• _REQUIRED WORK_: Locate each line of the material that contains "saved", then return it.
== == ==
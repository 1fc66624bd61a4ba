//! Interactive prompts.

use console::{style, Term};
use dialoguer::theme::ColorfulTheme;
use dialoguer::Confirm;

use crate::error::{ReqzError, Result};

use super::Prompt;

/// Convert dialoguer errors to ReqzError.
fn map_dialoguer_err(e: dialoguer::Error) -> ReqzError {
    ReqzError::Io(e.into())
}

/// Dialoguer theme without the default yellow `?` prefix.
fn prompt_theme() -> ColorfulTheme {
    ColorfulTheme {
        prompt_prefix: style("".to_string()),
        ..ColorfulTheme::default()
    }
}

/// Ask a yes/no question on `term`.
pub fn prompt_confirm(prompt: &Prompt, term: &Term) -> Result<bool> {
    Confirm::with_theme(&prompt_theme())
        .with_prompt(&prompt.question)
        .default(prompt.default)
        .interact_on(term)
        .map_err(map_dialoguer_err)
}

#[cfg(test)]
mod tests {
    use super::*;

    #[test]
    fn dialoguer_errors_become_io_errors() {
        let err = dialoguer::Error::IO(std::io::Error::new(
            std::io::ErrorKind::Interrupted,
            "ctrl-c",
        ));
        assert!(matches!(map_dialoguer_err(err), ReqzError::Io(_)));
    }
}
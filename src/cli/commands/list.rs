//! List command implementation.
//!
//! The `reqz list` command prints every requirement sorted by name.

use crate::error::Result;
use crate::ui::UserInterface;

use super::context::CommandContext;
use super::dispatcher::{Command, CommandResult};
use super::display::aligned_requirement;

/// The list command implementation.
pub struct ListCommand<'a> {
    context: &'a CommandContext,
}

impl<'a> ListCommand<'a> {
    /// Create a new list command.
    pub fn new(context: &'a CommandContext) -> Self {
        Self { context }
    }
}

impl Command for ListCommand<'_> {
    fn execute(&self, ui: &mut dyn UserInterface) -> Result<CommandResult> {
        let requirements = self.context.load_requirements()?;
        let theme = self.context.theme();
        for requirement in requirements.sorted_by_name() {
            ui.message(&aligned_requirement(requirement, theme));
        }
        Ok(CommandResult::success())
    }
}

#[cfg(test)]
mod tests {
    use super::*;
    use crate::ui::MockUI;
    use std::fs;
    use tempfile::TempDir;

    #[test]
    fn lists_sorted_without_touching_file() {
        let temp = TempDir::new().unwrap();
        let path = temp.path().join("requirements.txt");
        let content = "six\n# comment\ndocopt >= 0.6.2\n-e ./local\n";
        fs::write(&path, content).unwrap();

        let ctx = CommandContext::new(&path);
        let mut ui = MockUI::new();
        let result = ListCommand::new(&ctx).execute(&mut ui).unwrap();

        assert!(result.success);
        assert_eq!(
            ui.messages(),
            [
                "-e ./local".to_string(),
                format!("{:<30} >= 0.6.2", "docopt"),
                "six".to_string(),
            ]
        );
        assert_eq!(fs::read_to_string(&path).unwrap(), content);
    }

    #[test]
    fn empty_file_lists_nothing() {
        let temp = TempDir::new().unwrap();
        let path = temp.path().join("requirements.txt");
        fs::write(&path, "").unwrap();

        let ctx = CommandContext::new(&path);
        let mut ui = MockUI::new();
        assert!(ListCommand::new(&ctx).execute(&mut ui).unwrap().success);
        assert!(ui.messages().is_empty());
    }
}
//! Backup-on-write file replacement.
//!
//! A [`SafeWriter`] copies the target to `<target>.bak`, writes the new
//! content to `<target>.tmp`, and renames it over the target. The backup is
//! removed once the rename succeeds. If anything fails after the backup was
//! taken, the backup is left in place and its path is reported in the error;
//! nothing is rolled back automatically.
//!
//! A symlinked target is written through: the backup, temp file and rename
//! all happen next to the file the link points at, and the link is kept.

use std::ffi::OsString;
use std::fs::{self, File};
use std::io::{self, BufWriter, Write};
use std::path::{Path, PathBuf};

use tracing::{debug, warn};

use crate::error::{ReqzError, Result};

/// Where a [`SafeWriter`] is in its write cycle.
#[derive(Debug, Clone, PartialEq, Eq)]
pub enum WriteState {
    /// Nothing has been done, or the target did not exist so no backup was needed.
    NoBackup,
    /// The target was copied to `backup`.
    BackedUp { backup: PathBuf },
    /// The new content is in place; the backup (if any) still exists.
    Written { backup: Option<PathBuf> },
    /// The new content is in place and the backup is gone.
    Committed,
    /// The write failed. The target is unchanged and `backup`, if any, remains.
    Failed { backup: Option<PathBuf> },
}

/// Replaces a file's content, keeping a backup until the write succeeds.
#[derive(Debug)]
pub struct SafeWriter {
    target: PathBuf,
    state: WriteState,
}

impl SafeWriter {
    /// Create a writer for `target`.
    pub fn new(target: impl Into<PathBuf>) -> Self {
        Self {
            target: target.into(),
            state: WriteState::NoBackup,
        }
    }

    /// The file being written.
    pub fn target(&self) -> &Path {
        &self.target
    }

    /// `<target>.bak`, next to the resolved target.
    pub fn backup_path(&self) -> PathBuf {
        sibling_with_suffix(&self.resolved_target(), ".bak")
    }

    fn temp_path(&self) -> PathBuf {
        sibling_with_suffix(&self.resolved_target(), ".tmp")
    }

    /// The file a symlinked target points at, or the target itself.
    fn resolved_target(&self) -> PathBuf {
        let is_link = fs::symlink_metadata(&self.target)
            .map(|m| m.file_type().is_symlink())
            .unwrap_or(false);
        if !is_link {
            return self.target.clone();
        }
        match fs::canonicalize(&self.target) {
            Ok(path) => path,
            Err(e) => {
                warn!("Cannot resolve link {}: {}", self.target.display(), e);
                self.target.clone()
            }
        }
    }

    /// Current state.
    pub fn state(&self) -> &WriteState {
        &self.state
    }

    /// Replace the target's content with `content`.
    pub fn write(&mut self, content: &str) -> Result<()> {
        self.write_with(|out| out.write_all(content.as_bytes()))
    }

    /// Replace the target's content with whatever `fill` writes.
    ///
    /// An error from `fill` is treated exactly like a failed disk write.
    pub fn write_with<F>(&mut self, fill: F) -> Result<()>
    where
        F: FnOnce(&mut dyn Write) -> io::Result<()>,
    {
        let backup = self.take_backup()?;

        if let Err(source) = self.replace_target(fill) {
            let temp = self.temp_path();
            if temp.exists() {
                fs::remove_file(&temp).ok();
            }
            match &backup {
                Some(path) => warn!("A backup file was saved: {}", path.display()),
                None => warn!("No backup was saved!"),
            }
            self.state = WriteState::Failed {
                backup: backup.clone(),
            };
            return Err(ReqzError::WriteFailed {
                path: self.target.clone(),
                backup,
                source,
            });
        }
        self.state = WriteState::Written {
            backup: backup.clone(),
        };

        if let Some(path) = backup {
            debug!("Removing backup file: {}", path.display());
            if let Err(e) = fs::remove_file(&path) {
                // The new content is already in place; only the backup lingers.
                warn!("Failed to remove backup file {}: {}", path.display(), e);
                return Ok(());
            }
        }
        self.state = WriteState::Committed;
        Ok(())
    }

    fn take_backup(&mut self) -> Result<Option<PathBuf>> {
        if !self.target.exists() {
            debug!("No existing file to back up: {}", self.target.display());
            return Ok(None);
        }
        let backup = self.backup_path();
        debug!("Creating backup file: {}", backup.display());
        fs::copy(&self.target, &backup).map_err(|source| ReqzError::BackupFailed {
            path: self.target.clone(),
            source,
        })?;
        self.state = WriteState::BackedUp {
            backup: backup.clone(),
        };
        Ok(Some(backup))
    }

    fn replace_target<F>(&self, fill: F) -> io::Result<()>
    where
        F: FnOnce(&mut dyn Write) -> io::Result<()>,
    {
        let target = self.resolved_target();
        let temp = self.temp_path();
        debug!("Opening file for write: {}", temp.display());
        let mut out = BufWriter::new(File::create(&temp)?);
        fill(&mut out)?;
        let file = out.into_inner().map_err(|e| e.into_error())?;
        file.sync_all()?;
        drop(file);

        if let Ok(metadata) = fs::metadata(&target) {
            fs::set_permissions(&temp, metadata.permissions())?;
        }
        fs::rename(&temp, &target)
    }
}

fn sibling_with_suffix(path: &Path, suffix: &str) -> PathBuf {
    let mut name = OsString::from(path.as_os_str());
    name.push(suffix);
    PathBuf::from(name)
}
== == ==
• _RESULT_:
                Some(path) => warn!("A backup file was saved: {}", path.display()),
                None => warn!("No backup was saved!"),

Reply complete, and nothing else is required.